Externs and Exports

Purpose of Externs

Externs are declarations that tell Closure Compiler the names of symbols that should not be renamed during advanced compilation. They are called externs because these symbols are most often defined by code outside the compilation, such a native code, or third-party libraries. For this reason, externs often also have type annotations, so that Closure Compiler can typecheck your use of those symbols.

In general, it is best to think of externs as an API contract between the implementor and the consumers of some piece of compiled code. The externs define what the implementor promises to supply, and what the consumers can depend on using. Both sides need a copy of the contract.

Externs are similar to header files in other languages.

Externs Syntax

Externs are files that look very much like normal JavaScript annotated for Closure Compiler. The main difference is that their contents are never printed as part of the compiled output, so none of the values are meaningful, only the names and types.

Below is an example of an externs file for a simple library.

// The `@externs` annotation is the best way to indicate a file contains externs.

/**
 * @fileoverview Public API of my_math.js.
 * @externs
 */

// Externs often declare global namespaces.

const myMath = {};

// Externs can declare functions, most importantly their names.

/**
 * @param {number} x
 * @param {number} y
 * @return {!myMath.DivResult}
 */
myMath.div = function(x, y) {} // Note the empty body.

// Externs can contain type declarations, such as classes and interfaces.

/** The result of an integer division. */
myMath.DivResult = class {

  // Constructors are special; member fields can be declared in their bodies.

  constructor() {
    /** @type {number} */
    this.quotient;
    /** @type {number} */
    this.remainder;
  }

  // Methods can be declared as usual; their bodies are meaningless though.

  /** @return {!Array<number>} */
  toPair() {}

};

// Fields and methods can also be declared using prototype notation.

/**
 * @override
 * @param {number=} radix
 */
myMath.DivResult.prototype.toString = function(radix) {};
    

The --externs Flag

Generally, the @externs annotation is the best way to inform the compiler that a file contains externs.
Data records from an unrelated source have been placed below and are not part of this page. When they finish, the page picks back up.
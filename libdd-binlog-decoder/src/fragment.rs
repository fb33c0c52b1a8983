// Copyright 2025-Present Datadog, Inc. https://www.datadoghq.com/
// SPDX-License-Identifier: Apache-2.0

//! Reads one buffer extent out of the compressed log and interprets the
//! records inside it. A fragment is sized a little past the largest
//! staging buffer, so a whole extent always fits; the decoder keeps a free
//! list of them since the ordered replay holds several at once.

use crate::decoder::Aggregation;
use crate::format::{FormatMetadata, FormatType};
use crate::log_message::LogMessage;
use crate::printf::{render_fragment, RenderArg};
use anyhow::{anyhow, bail, Context};
use chrono::{Local, TimeZone};
use libdd_binlog_wire::packer::Nibbler;
use libdd_binlog_wire::{
    decode_extent_id, decode_extent_prefix, decode_record_header, Checkpoint, EXTENT_PREFIX_SIZE,
};
use std::borrow::Cow;
use std::io::{Read, Write};
use std::sync::Arc;

pub(crate) const LEVEL_NAMES: [&str; 5] = ["(none)", "ERROR", "WARNING", "NOTICE", "DEBUG"];

pub(crate) struct BufferFragment {
    /// Raw bytes of one extent, header included.
    storage: Vec<u8>,
    valid_bytes: usize,
    runtime_id: u32,
    /// Read cursor, always positioned after a record header.
    read_pos: usize,
    has_more: bool,
    /// Header of the record the cursor sits on, pre-decoded so the ordered
    /// replay can sort fragments by their next timestamp.
    next_log_id: u32,
    next_timestamp: u64,
}

impl BufferFragment {
    pub fn new(max_extent_size: usize) -> BufferFragment {
        BufferFragment {
            storage: vec![0; max_extent_size],
            valid_bytes: 0,
            runtime_id: u32::MAX,
            read_pos: 0,
            has_more: false,
            next_log_id: u32::MAX,
            next_timestamp: 0,
        }
    }

    pub fn reset(&mut self) {
        self.valid_bytes = 0;
        self.runtime_id = u32::MAX;
        self.read_pos = 0;
        self.has_more = false;
    }

    pub fn has_next(&self) -> bool {
        self.has_more
    }

    /// Timestamp of the next decodable record. Only meaningful while
    /// [`BufferFragment::has_next`] holds.
    pub fn next_timestamp(&self) -> u64 {
        self.next_timestamp
    }

    pub fn runtime_id(&self) -> u32 {
        self.runtime_id
    }

    /// Reads the extent at the reader's position. Returns the extent's
    /// wrap bit, or `None` when the file ends mid-entry (a truncated tail
    /// is ignored, not an error). Malformed framing is an error.
    pub fn read_buffer_extent(&mut self, reader: &mut impl Read) -> anyhow::Result<Option<bool>> {
        self.reset();

        let mut prefix_bytes = [0u8; EXTENT_PREFIX_SIZE];
        if read_fully(reader, &mut prefix_bytes)?.is_none() {
            return Ok(None);
        }
        let prefix = decode_extent_prefix(&prefix_bytes)?;
        let length = prefix.length as usize;
        if length < EXTENT_PREFIX_SIZE || length > self.storage.len() {
            bail!(
                "buffer extent length {length} is outside the valid range \
                 (max {})",
                self.storage.len()
            );
        }

        self.storage[..EXTENT_PREFIX_SIZE].copy_from_slice(&prefix_bytes);
        if read_fully(reader, &mut self.storage[EXTENT_PREFIX_SIZE..length])?.is_none() {
            self.reset();
            return Ok(None);
        }
        self.valid_bytes = length;

        let (runtime_id, header_len) = decode_extent_id(&self.storage[..length], &prefix)?;
        self.runtime_id = runtime_id;
        self.read_pos = header_len;

        // An extent can legitimately hold no records, e.g. when it only
        // marks a wrap or the output buffer filled right after the header.
        if self.read_pos == self.valid_bytes {
            self.has_more = false;
            return Ok(Some(prefix.wrap_around));
        }

        let mut pos = self.read_pos;
        match decode_record_header(&self.storage[..self.valid_bytes], &mut pos, 0)? {
            Some((log_id, timestamp)) => {
                self.read_pos = pos;
                self.next_log_id = log_id;
                self.next_timestamp = timestamp;
                self.has_more = true;
            }
            None => bail!("buffer extent does not start with a log record"),
        }
        Ok(Some(prefix.wrap_around))
    }

    /// Decodes the record at the cursor, optionally printing it, and
    /// pre-decodes the following record header. Returns false once the
    /// extent is drained.
    pub fn decompress_next(
        &mut self,
        out: Option<&mut dyn Write>,
        checkpoint: &Checkpoint,
        dictionary: &[Option<Arc<FormatMetadata>>],
        msg: &mut LogMessage,
        mut aggregation: Option<&mut Aggregation<'_>>,
    ) -> anyhow::Result<bool> {
        if self.read_pos > self.valid_bytes || !self.has_more {
            self.has_more = false;
            return Ok(false);
        }

        let metadata = dictionary
            .get(self.next_log_id as usize)
            .ok_or_else(|| {
                anyhow!(
                    "record references id {} beyond the dictionary ({} entries); \
                     the log is malformed",
                    self.next_log_id,
                    dictionary.len()
                )
            })?
            .clone()
            .ok_or_else(|| {
                anyhow!(
                    "record references id {} whose format string could not be \
                     interpreted",
                    self.next_log_id
                )
            })?;

        msg.reset(Some(metadata.clone()), self.next_log_id, self.next_timestamp);

        let mut line = String::new();
        if out.is_some() {
            self.render_context(&mut line, checkpoint, &metadata);
        }

        let payload = &self.storage[self.read_pos..self.valid_bytes];
        let mut nibbler = Nibbler::new(payload, metadata.num_nibbles as usize)?;
        let mut string_cursor = nibbler.packed_end();

        for fragment in &metadata.fragments {
            let width = if fragment.has_dynamic_width {
                let w = nibbler.next_i32()?;
                msg.push(w);
                Some(w)
            } else {
                None
            };
            let precision = if fragment.has_dynamic_precision {
                let p = nibbler.next_i32()?;
                msg.push(p);
                Some(p)
            } else {
                None
            };

            let owned_string;
            let arg = match fragment.arg_type {
                FormatType::None => RenderArg::None,
                FormatType::ConstCharPtr => {
                    let bytes = take_c_string(payload, &mut string_cursor)?;
                    owned_string = String::from_utf8_lossy(bytes);
                    msg.push_str(owned_string.as_ref());
                    RenderArg::Str(owned_string.as_ref())
                }
                FormatType::ConstWcharTPtr => {
                    let text = take_wide_string(payload, &mut string_cursor)?;
                    owned_string = Cow::Owned(text);
                    msg.push_str(owned_string.as_ref());
                    RenderArg::Str(owned_string.as_ref())
                }
                FormatType::Double => {
                    let value = nibbler.next_f64()?;
                    msg.push(value);
                    RenderArg::Double(value)
                }
                FormatType::LongDouble => {
                    bail!("long double arguments are unsupported")
                }
                FormatType::ConstVoidPtr => {
                    let value = nibbler.next_u64()?;
                    msg.push(value);
                    RenderArg::Pointer(value)
                }
                other => {
                    let raw = nibbler.next_u64()?;
                    if let Some(bits) = other.signed_bits() {
                        let value = sign_extend(raw, bits);
                        msg.push(value);
                        RenderArg::Signed(value)
                    } else {
                        let bits = other.unsigned_bits().unwrap_or(64);
                        let value = truncate(raw, bits);
                        msg.push(value);
                        RenderArg::Unsigned(value)
                    }
                }
            };

            render_fragment(&mut line, &fragment.fragment, &arg, width, precision);
        }

        if let Some(out) = out {
            line.push('\n');
            out.write_all(line.as_bytes())
                .context("could not write a decoded record")?;
        }
        if let Some(aggregation) = aggregation.take() {
            if aggregation.target_id == self.next_log_id {
                (aggregation.callback)(&metadata.format, msg);
            }
        }

        // Advance past this record's payload and pre-decode the next
        // header, which chains timestamp deltas.
        self.read_pos += string_cursor;
        if self.read_pos >= self.valid_bytes {
            self.has_more = false;
        } else {
            let mut pos = self.read_pos;
            match decode_record_header(
                &self.storage[..self.valid_bytes],
                &mut pos,
                self.next_timestamp,
            )? {
                Some((log_id, timestamp)) => {
                    self.read_pos = pos;
                    self.next_log_id = log_id;
                    self.next_timestamp = timestamp;
                }
                None => self.has_more = false,
            }
        }
        Ok(true)
    }

    /// The `time file:line LEVEL[producer]: ` prefix of an output line.
    fn render_context(&self, line: &mut String, checkpoint: &Checkpoint, meta: &FormatMetadata) {
        let delta_cycles = self.next_timestamp as i64 - checkpoint.rdtsc as i64;
        let seconds_since_checkpoint = delta_cycles as f64 / checkpoint.cycles_per_second;
        let mut whole_seconds = seconds_since_checkpoint.floor() as i64;
        let mut nanos = (seconds_since_checkpoint - whole_seconds as f64) * 1.0e9;
        if nanos < 0.0 {
            whole_seconds -= 1;
            nanos += 1.0e9;
        }

        let timestamp = match Local.timestamp_opt(checkpoint.unix_time + whole_seconds, 0) {
            chrono::LocalResult::Single(t) => t.format("%Y-%m-%d %H:%M:%S").to_string(),
            _ => "????-??-?? ??:??:??".to_owned(),
        };
        let level = LEVEL_NAMES
            .get(meta.log_level as usize)
            .copied()
            .unwrap_or("UNKNOWN");
        line.push_str(&format!(
            "{timestamp}.{:09} {}:{} {level}[{}]: ",
            nanos as u64, meta.filename, meta.line_number, self.runtime_id
        ));
    }
}

fn sign_extend(raw: u64, bits: u32) -> i64 {
    let shift = 64 - bits;
    ((raw as i64) << shift) >> shift
}

fn truncate(raw: u64, bits: u32) -> u64 {
    if bits >= 64 {
        raw
    } else {
        raw & ((1u64 << bits) - 1)
    }
}

/// Takes the NUL-terminated byte string at the cursor.
fn take_c_string<'a>(payload: &'a [u8], cursor: &mut usize) -> anyhow::Result<&'a [u8]> {
    let tail = &payload[*cursor..];
    let end = tail
        .iter()
        .position(|&b| b == 0)
        .ok_or_else(|| anyhow!("string argument is missing its terminator"))?;
    *cursor += end + 1;
    Ok(&tail[..end])
}

/// Takes a NUL-terminated sequence of 4-byte wide characters.
fn take_wide_string(payload: &[u8], cursor: &mut usize) -> anyhow::Result<String> {
    let mut text = String::new();
    loop {
        let tail = &payload[*cursor..];
        if tail.len() < 4 {
            bail!("wide string argument is missing its terminator");
        }
        let mut quad = [0u8; 4];
        quad.copy_from_slice(&tail[..4]);
        *cursor += 4;
        let unit = u32::from_le_bytes(quad);
        if unit == 0 {
            return Ok(text);
        }
        text.push(char::from_u32(unit).unwrap_or('\u{FFFD}'));
    }
}

/// `read_exact` that reports a clean EOF (even mid-buffer) as `None`
/// instead of an error, so truncated tails are skippable.
fn read_fully(reader: &mut impl Read, buf: &mut [u8]) -> anyhow::Result<Option<()>> {
    let mut filled = 0;
    while filled < buf.len() {
        let n = reader
            .read(&mut buf[filled..])
            .context("could not read from the log file")?;
        if n == 0 {
            return Ok(None);
        }
        filled += n;
    }
    Ok(Some(()))
}

#[cfg(test)]
mod tests {
    use super::*;

    #[test]
    fn sign_extension_restores_narrow_values() {
        assert_eq!(-1i64, sign_extend(0xFF, 8));
        assert_eq!(-128i64, sign_extend(0xFF80, 16));
        assert_eq!(127i64, sign_extend(0x7F, 8));
        assert_eq!(-5i64, sign_extend((-5i64) as u64, 64));
    }

    #[test]
    fn truncation_masks_to_width() {
        assert_eq!(0x80, truncate(0xFF80, 8));
        assert_eq!(u64::MAX, truncate(u64::MAX, 64));
        assert_eq!(0xFFFF_FFFF, truncate(u64::MAX, 32));
    }

    #[test]
    fn c_string_consumption() {
        let payload = b"ab\0cd\0";
        let mut cursor = 0;
        assert_eq!(b"ab", take_c_string(payload, &mut cursor).unwrap());
        assert_eq!(b"cd", take_c_string(payload, &mut cursor).unwrap());
        assert_eq!(6, cursor);
        assert!(take_c_string(payload, &mut cursor).is_err());
    }

    #[test]
    fn wide_string_consumption() {
        let mut payload = Vec::new();
        for unit in ['h' as u32, 'i' as u32, 0] {
            payload.extend_from_slice(&unit.to_le_bytes());
        }
        let mut cursor = 0;
        assert_eq!("hi", take_wide_string(&payload, &mut cursor).unwrap());
        assert_eq!(12, cursor);
    }

    #[test]
    fn truncated_prefix_is_a_clean_end() {
        let mut fragment = BufferFragment::new(1024);
        let bytes: &[u8] = &[0x02, 0x05];
        assert_eq!(
            None,
            fragment.read_buffer_extent(&mut &bytes[..]).unwrap()
        );
    }

    #[test]
    fn oversize_extent_is_malformed() {
        let mut fragment = BufferFragment::new(64);
        // Tag 2 with a length far past the fragment's storage.
        let mut bytes = vec![0x02u8];
        bytes.extend_from_slice(&1_000_000u32.to_le_bytes());
        assert!(fragment.read_buffer_extent(&mut &bytes[..]).is_err());
    }
}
Such files can be included as normal source files using the --js command-line flag,

However, there is another, older way, to specify externs files. The --externs command-line flag can be used to pass externs files explicitly. This method is not recommended.

Using Externs

The externs from above can be consumed as follows.

/**
 * @fileoverview Do some math.
 */

/**
 * @param {number} x
 * @param {number} y
 * @return {number}
 */
export function greatestCommonDivisor(x, y) {
  while (y != 0) {
    const temp = y;
    // `myMath` is a global, it and `myMath.div` are never renamed.
    const result = myMath.div(x, y);
    // `remainder` is also never renamed on instances of `DivResult`.
    y = result.remainder;
    x = temp;
  }
  return x;
}
    

How to Include Externs with the Closure Compiler Service API

Both the Closure Compiler application and the Closure Compiler service API allow extern declarations. However, the Closure Compiler service UI does not provide an interface element for specifying externs files.

There are three ways to send an extern declaration to the Closure Compiler service:

  • Pass a file containing the @externs annotation as a source file.
  • Pass JavaScript to the Closure Compiler service in the js_externs parameter.
  • Pass the URL of a JavaScript file to the Closure Compiler service in the externs_url parameter.

The only difference between using js_externs and using externs_url is how the JavaScript gets communicated to the Closure Compiler service.

Purpose of Exports

Exports are another mechanism for giving symbols consistent names after compilation. They are less useful than externs and often confusing. For all but simple cases they are best avoided.

Exports rely on the fact that Closure Compiler doesn't modify string literals. By assigning an object to a property named using a literal, the object will be available through that property name even after compilation.

Below is a simple example.

/**
 * @fileoverview Do some math.
 */

// Note that the concept of module exports is totally unrelated.

/** @return {number} */
export function myFunction() {
  return 5;
}

// This assginment ensures `myFunctionAlias` will be a global alias exposing `myFunction`,
// even after compilation.

window['myFunctionAlias'] = myFunction;
    

If you are using Closure Library, exports can also be declared using the goog.exportSymbol and goog.exportProperty functions.

More information is available in the Closure Library documentation of these functions. However, be aware they have special compiler support and will be totally transformed in the compiled output.

Issues with Exports

Exports are different from externs in that they only create an exposed alias for consumers to reference. Within the compiled code, the exported symbol will still be renamed. For this reason, exported symbols must be constant, since reassigning them in your code would cause the exposed alias to point to the wrong thing.

This subtlety in renaming is especially complicated with respect to exported instance properties.

In theory, exports can allow smaller code-size compared to externs, since long names can still be changed to shorter ones within your code. In practice, these improvements are often very minor, and don't justify the confusion exports create.

Exports also don't provide an API for consumers to follow in the way externs do. Compared to exports, externs document the symbols you intend to expose, their types, and give you a place to add usage information. Additionally, if your consumers are also using Closure Compiler, they will need externs to compile against.